## Instructions for the task
All of the material must be duplicated exactly, line by line.

## Entries provided
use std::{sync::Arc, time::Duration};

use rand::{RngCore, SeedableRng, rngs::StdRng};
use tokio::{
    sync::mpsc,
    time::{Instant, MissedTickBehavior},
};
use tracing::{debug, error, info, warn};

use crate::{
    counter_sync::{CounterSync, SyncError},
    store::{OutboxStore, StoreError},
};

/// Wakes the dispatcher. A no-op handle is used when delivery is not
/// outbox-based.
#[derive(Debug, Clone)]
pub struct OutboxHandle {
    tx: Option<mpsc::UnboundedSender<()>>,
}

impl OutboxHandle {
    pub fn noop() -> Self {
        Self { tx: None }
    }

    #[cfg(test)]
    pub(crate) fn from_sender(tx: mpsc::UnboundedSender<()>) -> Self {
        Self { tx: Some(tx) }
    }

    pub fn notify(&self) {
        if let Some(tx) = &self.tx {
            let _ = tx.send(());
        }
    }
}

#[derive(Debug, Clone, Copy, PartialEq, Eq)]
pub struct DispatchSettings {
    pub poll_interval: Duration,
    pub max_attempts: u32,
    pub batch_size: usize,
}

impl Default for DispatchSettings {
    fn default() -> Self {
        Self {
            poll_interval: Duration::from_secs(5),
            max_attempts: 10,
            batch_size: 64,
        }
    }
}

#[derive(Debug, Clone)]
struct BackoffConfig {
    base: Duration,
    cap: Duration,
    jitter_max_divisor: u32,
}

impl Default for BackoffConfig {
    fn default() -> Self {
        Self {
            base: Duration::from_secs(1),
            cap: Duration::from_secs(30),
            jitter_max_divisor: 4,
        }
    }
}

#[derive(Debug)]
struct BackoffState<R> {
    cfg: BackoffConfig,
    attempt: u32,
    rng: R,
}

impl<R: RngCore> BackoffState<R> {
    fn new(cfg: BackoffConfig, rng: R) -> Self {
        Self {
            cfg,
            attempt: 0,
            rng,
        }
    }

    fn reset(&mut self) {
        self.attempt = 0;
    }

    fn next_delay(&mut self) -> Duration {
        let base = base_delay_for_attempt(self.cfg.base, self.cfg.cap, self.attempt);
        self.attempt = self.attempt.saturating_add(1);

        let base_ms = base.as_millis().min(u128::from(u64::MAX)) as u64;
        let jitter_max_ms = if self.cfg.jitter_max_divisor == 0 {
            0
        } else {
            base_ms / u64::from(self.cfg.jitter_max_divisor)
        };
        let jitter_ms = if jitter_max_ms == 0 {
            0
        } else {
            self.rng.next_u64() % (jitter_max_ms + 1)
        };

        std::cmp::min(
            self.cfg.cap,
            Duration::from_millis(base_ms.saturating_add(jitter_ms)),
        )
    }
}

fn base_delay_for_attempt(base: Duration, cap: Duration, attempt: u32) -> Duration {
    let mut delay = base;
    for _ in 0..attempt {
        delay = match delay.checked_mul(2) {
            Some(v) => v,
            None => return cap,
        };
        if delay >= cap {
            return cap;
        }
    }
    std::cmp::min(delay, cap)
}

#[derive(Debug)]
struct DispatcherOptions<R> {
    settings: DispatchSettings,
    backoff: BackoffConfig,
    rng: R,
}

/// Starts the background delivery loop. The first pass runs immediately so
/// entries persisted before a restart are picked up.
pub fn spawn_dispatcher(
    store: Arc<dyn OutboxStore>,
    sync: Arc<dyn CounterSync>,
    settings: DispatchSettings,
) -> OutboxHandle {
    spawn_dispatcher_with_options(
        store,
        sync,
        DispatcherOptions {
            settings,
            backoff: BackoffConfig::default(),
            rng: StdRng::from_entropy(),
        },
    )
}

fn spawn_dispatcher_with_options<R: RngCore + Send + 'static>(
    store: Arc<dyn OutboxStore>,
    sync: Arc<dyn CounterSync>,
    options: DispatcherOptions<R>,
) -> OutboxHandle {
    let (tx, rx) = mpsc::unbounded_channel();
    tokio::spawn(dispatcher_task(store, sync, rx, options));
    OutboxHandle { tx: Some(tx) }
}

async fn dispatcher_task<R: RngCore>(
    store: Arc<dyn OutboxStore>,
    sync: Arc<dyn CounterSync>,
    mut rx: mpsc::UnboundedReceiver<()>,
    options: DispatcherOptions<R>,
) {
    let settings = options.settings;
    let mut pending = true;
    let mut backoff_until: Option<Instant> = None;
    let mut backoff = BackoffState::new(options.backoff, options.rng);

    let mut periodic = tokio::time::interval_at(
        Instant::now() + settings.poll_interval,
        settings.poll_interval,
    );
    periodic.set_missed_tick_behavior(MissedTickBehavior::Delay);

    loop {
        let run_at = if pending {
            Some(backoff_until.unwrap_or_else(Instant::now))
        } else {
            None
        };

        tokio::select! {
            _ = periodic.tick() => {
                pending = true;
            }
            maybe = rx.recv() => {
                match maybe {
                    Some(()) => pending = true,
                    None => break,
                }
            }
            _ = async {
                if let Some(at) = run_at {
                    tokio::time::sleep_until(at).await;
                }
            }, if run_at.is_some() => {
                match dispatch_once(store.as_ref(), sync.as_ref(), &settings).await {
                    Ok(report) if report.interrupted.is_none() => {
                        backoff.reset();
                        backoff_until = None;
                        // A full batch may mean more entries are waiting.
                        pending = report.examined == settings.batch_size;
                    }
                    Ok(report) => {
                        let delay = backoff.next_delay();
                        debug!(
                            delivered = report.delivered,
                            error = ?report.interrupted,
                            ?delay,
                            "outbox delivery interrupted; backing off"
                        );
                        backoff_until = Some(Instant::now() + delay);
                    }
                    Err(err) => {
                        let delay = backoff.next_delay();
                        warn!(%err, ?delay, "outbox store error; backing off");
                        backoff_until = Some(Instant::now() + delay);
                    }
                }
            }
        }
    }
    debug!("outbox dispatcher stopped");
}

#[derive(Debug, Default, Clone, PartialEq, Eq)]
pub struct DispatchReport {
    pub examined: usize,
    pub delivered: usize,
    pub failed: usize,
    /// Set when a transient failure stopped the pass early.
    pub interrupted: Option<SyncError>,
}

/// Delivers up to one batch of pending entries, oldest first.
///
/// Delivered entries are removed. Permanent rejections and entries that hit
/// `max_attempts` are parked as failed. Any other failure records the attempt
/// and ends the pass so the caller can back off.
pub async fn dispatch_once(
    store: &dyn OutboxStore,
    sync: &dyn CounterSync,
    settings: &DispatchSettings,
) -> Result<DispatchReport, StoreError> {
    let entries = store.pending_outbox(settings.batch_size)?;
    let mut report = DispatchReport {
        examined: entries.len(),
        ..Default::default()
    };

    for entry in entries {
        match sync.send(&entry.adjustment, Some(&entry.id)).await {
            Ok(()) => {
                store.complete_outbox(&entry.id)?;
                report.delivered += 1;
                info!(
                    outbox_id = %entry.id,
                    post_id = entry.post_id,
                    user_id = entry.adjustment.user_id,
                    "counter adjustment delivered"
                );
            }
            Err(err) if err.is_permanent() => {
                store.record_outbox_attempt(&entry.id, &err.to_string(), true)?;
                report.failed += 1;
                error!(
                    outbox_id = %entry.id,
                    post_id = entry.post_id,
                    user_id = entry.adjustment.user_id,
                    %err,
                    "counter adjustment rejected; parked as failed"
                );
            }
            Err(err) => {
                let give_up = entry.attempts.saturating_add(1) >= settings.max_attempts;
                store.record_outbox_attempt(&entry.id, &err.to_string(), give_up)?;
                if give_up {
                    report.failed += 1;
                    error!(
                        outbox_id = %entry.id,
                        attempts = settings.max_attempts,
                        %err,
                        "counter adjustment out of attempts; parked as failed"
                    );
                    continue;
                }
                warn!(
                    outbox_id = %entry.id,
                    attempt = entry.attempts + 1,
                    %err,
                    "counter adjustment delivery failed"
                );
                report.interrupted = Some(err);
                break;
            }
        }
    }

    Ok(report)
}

## Task solution
use std::{sync::Arc, time::Duration};

use rand::{RngCore, SeedableRng, rngs::StdRng};
use tokio::{
    sync::mpsc,
    time::{Instant, MissedTickBehavior},
};
use tracing::{debug, error, info, warn};

use crate::{
    counter_sync::{CounterSync, SyncError},
    store::{OutboxStore, StoreError},
};

/// Wakes the dispatcher. A no-op handle is used when delivery is not
/// outbox-based.
#[derive(Debug, Clone)]
pub struct OutboxHandle {
    tx: Option<mpsc::UnboundedSender<()>>,
}

impl OutboxHandle {
    pub fn noop() -> Self {
        Self { tx: None }
    }

    #[cfg(test)]
    pub(crate) fn from_sender(tx: mpsc::UnboundedSender<()>) -> Self {
        Self { tx: Some(tx) }
    }

    pub fn notify(&self) {
        if let Some(tx) = &self.tx {
            let _ = tx.send(());
        }
    }
}

#[derive(Debug, Clone, Copy, PartialEq, Eq)]
pub struct DispatchSettings {
    pub poll_interval: Duration,
    pub max_attempts: u32,
    pub batch_size: usize,
}

impl Default for DispatchSettings {
    fn default() -> Self {
        Self {
            poll_interval: Duration::from_secs(5),
            max_attempts: 10,
            batch_size: 64,
        }
    }
}

#[derive(Debug, Clone)]
struct BackoffConfig {
    base: Duration,
    cap: Duration,
    jitter_max_divisor: u32,
}

impl Default for BackoffConfig {
    fn default() -> Self {
        Self {
            base: Duration::from_secs(1),
            cap: Duration::from_secs(30),
            jitter_max_divisor: 4,
        }
    }
}

#[derive(Debug)]
struct BackoffState<R> {
    cfg: BackoffConfig,
    attempt: u32,
    rng: R,
}

impl<R: RngCore> BackoffState<R> {
    fn new(cfg: BackoffConfig, rng: R) -> Self {
        Self {
            cfg,
            attempt: 0,
            rng,
        }
    }

    fn reset(&mut self) {
        self.attempt = 0;
    }

    fn next_delay(&mut self) -> Duration {
        let base = base_delay_for_attempt(self.cfg.base, self.cfg.cap, self.attempt);
        self.attempt = self.attempt.saturating_add(1);

        let base_ms = base.as_millis().min(u128::from(u64::MAX)) as u64;
        let jitter_max_ms = if self.cfg.jitter_max_divisor == 0 {
            0
        } else {
            base_ms / u64::from(self.cfg.jitter_max_divisor)
        };
        let jitter_ms = if jitter_max_ms == 0 {
            0
        } else {
            self.rng.next_u64() % (jitter_max_ms + 1)
        };

        std::cmp::min(
            self.cfg.cap,
            Duration::from_millis(base_ms.saturating_add(jitter_ms)),
        )
    }
}

fn base_delay_for_attempt(base: Duration, cap: Duration, attempt: u32) -> Duration {
    let mut delay = base;
    for _ in 0..attempt {
        delay = match delay.checked_mul(2) {
            Some(v) => v,
            None => return cap,
        };
        if delay >= cap {
            return cap;
        }
    }
    std::cmp::min(delay, cap)
}

#[derive(Debug)]
struct DispatcherOptions<R> {
    settings: DispatchSettings,
    backoff: BackoffConfig,
    rng: R,
}

/// Starts the background delivery loop. The first pass runs immediately so
/// entries persisted before a restart are picked up.
pub fn spawn_dispatcher(
    store: Arc<dyn OutboxStore>,
    sync: Arc<dyn CounterSync>,
    settings: DispatchSettings,
) -> OutboxHandle {
    spawn_dispatcher_with_options(
        store,
        sync,
        DispatcherOptions {
            settings,
            backoff: BackoffConfig::default(),
            rng: StdRng::from_entropy(),
        },
    )
}

fn spawn_dispatcher_with_options<R: RngCore + Send + 'static>(
    store: Arc<dyn OutboxStore>,
    sync: Arc<dyn CounterSync>,
    options: DispatcherOptions<R>,
) -> OutboxHandle {
    let (tx, rx) = mpsc::unbounded_channel();
    tokio::spawn(dispatcher_task(store, sync, rx, options));
    OutboxHandle { tx: Some(tx) }
}

async fn dispatcher_task<R: RngCore>(
    store: Arc<dyn OutboxStore>,
    sync: Arc<dyn CounterSync>,
    mut rx: mpsc::UnboundedReceiver<()>,
    options: DispatcherOptions<R>,
) {
    let settings = options.settings;
    let mut pending = true;
    let mut backoff_until: Option<Instant> = None;
    let mut backoff = BackoffState::new(options.backoff, options.rng);

    let mut periodic = tokio::time::interval_at(
        Instant::now() + settings.poll_interval,
        settings.poll_interval,
    );
    periodic.set_missed_tick_behavior(MissedTickBehavior::Delay);

    loop {
        let run_at = if pending {
            Some(backoff_until.unwrap_or_else(Instant::now))
        } else {
            None
        };

        tokio::select! {
            _ = periodic.tick() => {
                pending = true;
            }
            maybe = rx.recv() => {
                match maybe {
                    Some(()) => pending = true,
                    None => break,
                }
            }
            _ = async {
                if let Some(at) = run_at {
                    tokio::time::sleep_until(at).await;
                }
            }, if run_at.is_some() => {
                match dispatch_once(store.as_ref(), sync.as_ref(), &settings).await {
                    Ok(report) if report.interrupted.is_none() => {
                        backoff.reset();
                        backoff_until = None;
                        // A full batch may mean more entries are waiting.
                        pending = report.examined == settings.batch_size;
                    }
                    Ok(report) => {
                        let delay = backoff.next_delay();
                        debug!(
                            delivered = report.delivered,
                            error = ?report.interrupted,
                            ?delay,
                            "outbox delivery interrupted; backing off"
                        );
                        backoff_until = Some(Instant::now() + delay);
                    }
                    Err(err) => {
                        let delay = backoff.next_delay();
                        warn!(%err, ?delay, "outbox store error; backing off");
                        backoff_until = Some(Instant::now() + delay);
                    }
                }
            }
        }
    }
    debug!("outbox dispatcher stopped");
}

#[derive(Debug, Default, Clone, PartialEq, Eq)]
pub struct DispatchReport {
    pub examined: usize,
    pub delivered: usize,
    pub failed: usize,
    /// Set when a transient failure stopped the pass early.
    pub interrupted: Option<SyncError>,
}

/// Delivers up to one batch of pending entries, oldest first.
///
/// Delivered entries are removed. Permanent rejections and entries that hit
/// `max_attempts` are parked as failed. Any other failure records the attempt
/// and ends the pass so the caller can back off.
pub async fn dispatch_once(
    store: &dyn OutboxStore,
    sync: &dyn CounterSync,
    settings: &DispatchSettings,
) -> Result<DispatchReport, StoreError> {
    let entries = store.pending_outbox(settings.batch_size)?;
    let mut report = DispatchReport {
        examined: entries.len(),
        ..Default::default()
    };

    for entry in entries {
        match sync.send(&entry.adjustment, Some(&entry.id)).await {
            Ok(()) => {
                store.complete_outbox(&entry.id)?;
                report.delivered += 1;
                info!(
                    outbox_id = %entry.id,
                    post_id = entry.post_id,
                    user_id = entry.adjustment.user_id,
                    "counter adjustment delivered"
                );
            }
            Err(err) if err.is_permanent() => {
                store.record_outbox_attempt(&entry.id, &err.to_string(), true)?;
                report.failed += 1;
                error!(
                    outbox_id = %entry.id,
                    post_id = entry.post_id,
                    user_id = entry.adjustment.user_id,
                    %err,
                    "counter adjustment rejected; parked as failed"
                );
            }
            Err(err) => {
                let give_up = entry.attempts.saturating_add(1) >= settings.max_attempts;
                store.record_outbox_attempt(&entry.id, &err.to_string(), give_up)?;
                if give_up {
                    report.failed += 1;
                    error!(
                        outbox_id = %entry.id,
                        attempts = settings.max_attempts,
                        %err,
                        "counter adjustment out of attempts; parked as failed"
                    );
                    continue;
                }
                warn!(
                    outbox_id = %entry.id,
                    attempt = entry.attempts + 1,
                    %err,
                    "counter adjustment delivery failed"
                );
                report.interrupted = Some(err);
                break;
            }
        }
    }

    Ok(report)
}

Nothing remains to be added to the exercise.